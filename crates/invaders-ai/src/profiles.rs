//! Behaviour profiles resolved from game data.
//!
//! Game data leaves most tuning optional. These functions fill the gaps
//! with the house defaults so the brains only ever see concrete numbers.

use rand::Rng;

use invaders_core::constants::WORLD_HEIGHT;
use invaders_core::enums::{BossAttackKind, BossMovementKind};
use invaders_core::gamedata::{
    nonzero, nonzero_or, BossAttackData, BossData, BurstData, EnemyData, PatrolArea,
};

use crate::random::{between, sign};

// Boss defaults.
pub const DEFAULT_BOSS_HP: f64 = 500.0;
pub const DEFAULT_BOSS_SCORE: u64 = 1000;
pub const DEFAULT_BOSS_SPEED: f64 = 60.0;
pub const DEFAULT_PATROL_DISTANCE: f64 = 200.0;

// Spontaneous burst defaults.
pub const DEFAULT_BURST_COOLDOWN_MS: f64 = 2500.0;
pub const DEFAULT_BURST_CHANCE_PER_SECOND: f64 = 0.1;
pub const DEFAULT_BURST_SPEED: f64 = 350.0;
pub const DEFAULT_BURST_DURATION_MS: (i64, i64) = (200, 500);
pub const DEFAULT_BURST_TARGET_CHANCE: f64 = 0.6;

// Random-burst movement defaults.
pub const RANDOM_BURST_DURATION_MS: (i64, i64) = (300, 600);
pub const RANDOM_BURST_PAUSE_MS: f64 = 1000.0;
pub const RANDOM_BURST_TARGET_CHANCE: f64 = 0.1;
pub const AGGRESSIVE_BURST_TARGET_CHANCE: f64 = 0.8;

// Enemy defaults.
pub const DEFAULT_ENEMY_HP: f64 = 20.0;
pub const DEFAULT_ENEMY_SPEED_Y: (i64, i64) = (40, 80);
pub const DEFAULT_ENEMY_SPEED_X: (i64, i64) = (50, 100);
pub const DEFAULT_ENEMY_SHOOT_COOLDOWN_MS: (i64, i64) = (1500, 3000);
pub const DEFAULT_ENEMY_BULLET_DAMAGE: f64 = 5.0;
pub const DEFAULT_ENEMY_MIN_Y: f64 = 50.0;
pub const DEFAULT_ENEMY_MAX_Y_OFFSET: f64 = 50.0;
pub const DEFAULT_ENEMY_SCORE: u64 = 10;

/// Burst parameters, for both spontaneous and patterned bursts.
#[derive(Debug, Clone, Copy, PartialEq)]
pub struct BurstProfile {
    pub cooldown_ms: f64,
    pub chance_per_second: f64,
    pub speed: f64,
    pub duration_min_ms: i64,
    pub duration_max_ms: i64,
    pub target_player_chance: f64,
}

impl BurstProfile {
    fn from_data(data: &BurstData) -> Self {
        Self {
            cooldown_ms: nonzero_or(data.cooldown, DEFAULT_BURST_COOLDOWN_MS),
            chance_per_second: nonzero_or(
                data.chance_per_second,
                DEFAULT_BURST_CHANCE_PER_SECOND,
            ),
            speed: nonzero_or(data.speed, DEFAULT_BURST_SPEED),
            duration_min_ms: nonzero(data.duration_min)
                .map_or(DEFAULT_BURST_DURATION_MS.0, |v| v as i64),
            duration_max_ms: nonzero(data.duration_max)
                .map_or(DEFAULT_BURST_DURATION_MS.1, |v| v as i64),
            target_player_chance: nonzero_or(
                data.target_player_chance,
                DEFAULT_BURST_TARGET_CHANCE,
            ),
        }
    }
}

/// How the boss moves between bursts.
#[derive(Debug, Clone, PartialEq)]
pub enum MovementPattern {
    /// No movement data: the boss holds still.
    Still,
    /// Wander to random points of a patrol area.
    AreaPatrol { width: Option<f64>, height: Option<f64> },
    /// Sweep left and right around the spawn point.
    HorizontalPatrol { distance: f64 },
    /// Alternate bursts and pauses.
    RandomBurst { burst: BurstProfile, pause_ms: f64 },
}

#[derive(Debug, Clone, PartialEq)]
pub struct MovementProfile {
    pub kind: Option<BossMovementKind>,
    pub base_speed: f64,
    pub pattern: MovementPattern,
    /// Spontaneous bursts layered on top of the pattern.
    pub spontaneous_burst: Option<BurstProfile>,
}

/// Concrete attack parameters.
#[derive(Debug, Clone, Copy, PartialEq)]
pub enum AttackPattern {
    Spray {
        count: u32,
        spread_deg: f64,
        speed: f64,
        damage: f64,
    },
    Large {
        speed: f64,
        damage: f64,
    },
    Barrage {
        volleys: u32,
        delay_ms: f64,
        per_volley: u32,
        speed: f64,
        damage: f64,
    },
    Inert,
}

#[derive(Debug, Clone, PartialEq)]
pub struct AttackProfile {
    pub id: String,
    pub name: String,
    pub cooldown_ms: f64,
    pub weight: f64,
    pub pattern: AttackPattern,
}

impl AttackProfile {
    pub fn kind(&self) -> BossAttackKind {
        match self.pattern {
            AttackPattern::Spray { .. } => BossAttackKind::ProjectileSpray,
            AttackPattern::Large { .. } => BossAttackKind::SpecialProjectileLarge,
            AttackPattern::Barrage { .. } => BossAttackKind::ProjectileBarrage,
            AttackPattern::Inert => BossAttackKind::Inert,
        }
    }
}

/// Everything the boss brain needs, resolved once at spawn.
#[derive(Debug, Clone, PartialEq)]
pub struct BossProfile {
    pub hp: f64,
    pub score_value: u64,
    pub movement: MovementProfile,
    pub attacks: Vec<AttackProfile>,
}

pub fn boss_profile(data: &BossData) -> BossProfile {
    let movement = match &data.movement {
        None => MovementProfile {
            kind: None,
            base_speed: DEFAULT_BOSS_SPEED,
            pattern: MovementPattern::Still,
            spontaneous_burst: None,
        },
        Some(m) => {
            let base_speed = nonzero_or(m.base_speed, DEFAULT_BOSS_SPEED);
            let pattern = match m.kind {
                BossMovementKind::DynamicPatrolBurst => match m.patrol_area {
                    Some(PatrolArea { width, height }) => MovementPattern::AreaPatrol {
                        width: nonzero(width),
                        height: nonzero(height),
                    },
                    None => MovementPattern::HorizontalPatrol {
                        distance: nonzero_or(m.patrol_distance, DEFAULT_PATROL_DISTANCE),
                    },
                },
                BossMovementKind::PatrolHorizontal => MovementPattern::HorizontalPatrol {
                    distance: nonzero_or(m.patrol_distance, DEFAULT_PATROL_DISTANCE),
                },
                BossMovementKind::RandomBurst | BossMovementKind::RandomBurstAggressive => {
                    let target_player_chance =
                        if m.kind == BossMovementKind::RandomBurstAggressive {
                            AGGRESSIVE_BURST_TARGET_CHANCE
                        } else {
                            RANDOM_BURST_TARGET_CHANCE
                        };
                    let fixed = nonzero(m.burst_duration).map(|d| d as i64);
                    MovementPattern::RandomBurst {
                        burst: BurstProfile {
                            cooldown_ms: 0.0,
                            chance_per_second: 0.0,
                            speed: nonzero_or(m.speed, base_speed * 2.0),
                            duration_min_ms: fixed.unwrap_or(RANDOM_BURST_DURATION_MS.0),
                            duration_max_ms: fixed.unwrap_or(RANDOM_BURST_DURATION_MS.1),
                            target_player_chance,
                        },
                        pause_ms: nonzero_or(m.pause_duration, RANDOM_BURST_PAUSE_MS),
                    }
                }
                BossMovementKind::Stationary => MovementPattern::Still,
            };
            MovementProfile {
                kind: Some(m.kind),
                base_speed,
                pattern,
                spontaneous_burst: m.burst.as_ref().map(BurstProfile::from_data),
            }
        }
    };

    BossProfile {
        hp: nonzero_or(data.hp, DEFAULT_BOSS_HP),
        score_value: nonzero_or(data.score_value, DEFAULT_BOSS_SCORE),
        movement,
        attacks: data.attacks.iter().map(attack_profile).collect(),
    }
}

pub fn attack_profile(data: &BossAttackData) -> AttackProfile {
    let pattern = match data.kind {
        BossAttackKind::ProjectileSpray => AttackPattern::Spray {
            count: nonzero_or(data.projectile_count, 5),
            spread_deg: nonzero_or(data.spread_angle, 60.0),
            speed: nonzero_or(data.projectile_speed, 250.0),
            damage: nonzero_or(data.damage, 10.0),
        },
        BossAttackKind::SpecialProjectileLarge => AttackPattern::Large {
            speed: nonzero_or(data.projectile_speed, 150.0),
            damage: nonzero_or(data.damage, 30.0),
        },
        BossAttackKind::ProjectileBarrage => AttackPattern::Barrage {
            volleys: nonzero_or(data.barrage_count, 3),
            delay_ms: nonzero_or(data.barrage_delay, 300.0),
            per_volley: nonzero_or(data.projectile_count, 3),
            speed: nonzero_or(data.projectile_speed, 300.0),
            damage: nonzero_or(data.damage, 8.0),
        },
        BossAttackKind::Inert => AttackPattern::Inert,
    };
    AttackProfile {
        id: data.id.clone(),
        name: data.name.clone().unwrap_or_else(|| data.id.clone()),
        cooldown_ms: data.cooldown,
        weight: nonzero_or(data.weight, 1.0),
        pattern,
    }
}

/// A freshly rolled enemy.
#[derive(Debug, Clone, PartialEq)]
pub struct EnemyProfile {
    pub hp: f64,
    pub score_value: u64,
    pub speed_x: f64,
    pub speed_y: f64,
    pub speed_x_range: Option<[i64; 2]>,
    pub min_y: f64,
    pub max_y: f64,
    pub shoot_cooldown_ms: f64,
    pub bullet_damage: f64,
}

/// Roll the random parts of an enemy archetype.
pub fn enemy_profile<R: Rng + ?Sized>(data: &EnemyData, rng: &mut R) -> EnemyProfile {
    let speed_y = nonzero(data.speed_y).unwrap_or_else(|| {
        between(rng, DEFAULT_ENEMY_SPEED_Y.0, DEFAULT_ENEMY_SPEED_Y.1) as f64
    });
    let (lo, hi) = data
        .speed_x_range
        .map_or(DEFAULT_ENEMY_SPEED_X, |[lo, hi]| (lo, hi));
    let speed_x = between(rng, lo, hi) as f64 * sign(rng);
    let shoot_cooldown_ms = nonzero(data.shoot_cooldown).unwrap_or_else(|| {
        between(
            rng,
            DEFAULT_ENEMY_SHOOT_COOLDOWN_MS.0,
            DEFAULT_ENEMY_SHOOT_COOLDOWN_MS.1,
        ) as f64
    });

    EnemyProfile {
        hp: nonzero_or(data.hp, DEFAULT_ENEMY_HP),
        score_value: nonzero_or(data.score_value, DEFAULT_ENEMY_SCORE),
        speed_x,
        speed_y,
        speed_x_range: data.speed_x_range,
        min_y: nonzero_or(data.min_y_offset, DEFAULT_ENEMY_MIN_Y),
        max_y: WORLD_HEIGHT / 2.0 + nonzero_or(data.max_y_offset, DEFAULT_ENEMY_MAX_Y_OFFSET),
        shoot_cooldown_ms,
        bullet_damage: nonzero_or(data.bullet_damage, DEFAULT_ENEMY_BULLET_DAMAGE),
    }
}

================

• Task requirements: Compute the number of lines in the records that contain the string "SpecialProjectileLarge", and return that number alone.

• Final answer: 2